Molecular Tools for Selective Activation of Astrocytes In Vivo
Temporal Control of Astrocyte Activation In Vivo Using Optogenetics
Optogenetics is an extremely powerful tool for activating and inactivating neuronal circuits in vivo with high temporal resolution. Optogenetic regulation of neuronal activity generally occurs through the flux of ions that either depolarize or hyperpolarize neurons with high temporal and spatial resolution (Schoenenberger et al., 2011; Lin, 2012). More recently, a number of investigators have used this technology to activate astrocyte signaling in situ and in vivo (Gourine et al., 2010; Perea et al., 2014; Yamashita et al., 2014). It is important to understand that while optogenetic activation of astrocytes can lead to changes in ion fluxes across plasma and intracellular compartment membranes, these fluxes do not remotely reflect the changes in signaling that occur following the activation of astrocyte GPCRs, the primary mode for activating astrocyte signaling (Agulhon et al., 2012; Sanchez-Fernandez et al., 2014).

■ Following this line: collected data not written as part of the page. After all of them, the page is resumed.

// Copyright 2024 Wladimir Palant
//
// Licensed under the Apache License, Version 2.0 (the "License");
// you may not use this file except in compliance with the License.
// You may obtain a copy of the License at
//
// http://www.apache.org/licenses/LICENSE-2.0
//
// Unless required by applicable law or agreed to in writing, software
// distributed under the License is distributed on an "AS IS" BASIS,
// WITHOUT WARRANTIES OR CONDITIONS OF ANY KIND, either express or implied.
// See the License for the specific language governing permissions and
// limitations under the License.

use std::path::PathBuf;
use thiserror::Error;

/// Errors produced while setting up the access log pipeline
#[derive(Debug, Error)]
pub enum Error {
    /// Explicitly configured resource doesn't exist
    #[error("access log configuration {0} not found")]
    ConfigNotFound(String),

    /// Reading a file failed
    #[error("failed reading {path}: {source}")]
    Io {
        /// File being accessed
        path: PathBuf,
        /// Underlying I/O error
        source: std::io::Error,
    },

    /// Configuration file isn't well-formed XML
    #[error("failed parsing access log configuration {name}: {source}")]
    Xml {
        /// Resource name
        name: String,
        /// Parser error
        source: roxmltree::Error,
    },

    /// Configuration file is well-formed but cannot be applied
    #[error("invalid access log configuration: {0}")]
    Invalid(String),

    /// Settings file cannot be deserialized
    #[error("failed reading settings: {0}")]
    Yaml(#[from] serde_yaml::Error),

    /// The operation is not supported
    #[error("unsupported operation: {0}")]
    Unsupported(#[from] access_event::UnsupportedOperation),
}

impl Error {
    pub(crate) fn invalid(message: impl Into<String>) -> Self {
        Self::Invalid(message.into())
    }
}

Multiple variants of channelrhodopsin (ChR2) have been expressed in astrocytes, primarily to elicit Ca2+ responses (Table 1). In vivo, activation of the ChR2 variant ChR2 (H134R) (Nagel et al., 2005) in astrocytes in the ventral surface of the medulla oblongata was shown to lead to increases in intracellular Ca2+ and alteration in respiratory activity of rats (Gourine et al., 2010). This same variant of ChR2 was employed to illustrate the ability of astrocyte Ca2+ elevations to alter the firing and orientation responses of mouse primary visual cortex excitatory and inhibitory neurons in vivo (Perea et al., 2014). Most recently, Beppu et al. (2014) created mice expressing the ChR variant ChR2 (C128S) or an optogenetic proton pump (ArchT). Activation of these optogenetic tools lead to, respectively, acidification or alkalization of astrocytes which modulated glutamate release and ischemic damage in vivo. The remainder of studies using ChR2 or its variants have been performed using culture or slice preparations, but provide valuable insights into the mechanisms of their ability to activate astrocytes signaling (Figueiredo et al., 2014). A second variant, CatCh (Ca2+ translocating ChR, which has improved Ca2+ permeability) (Kleinlogel et al., 2011) when expressed in cultured astrocytes, was found to also increase Ca2+ but with varying reliability compared to ChR2 (H134R) (Li et al., 2012; Figueiredo et al., 2014). A non-ChR2 light activated channel, the light-gated Ca2+-permeable ionotropic GluR6 glutamate receptor (LiGluR), has also been used in cultured astrocytes, with again varying results (Li et al., 2012).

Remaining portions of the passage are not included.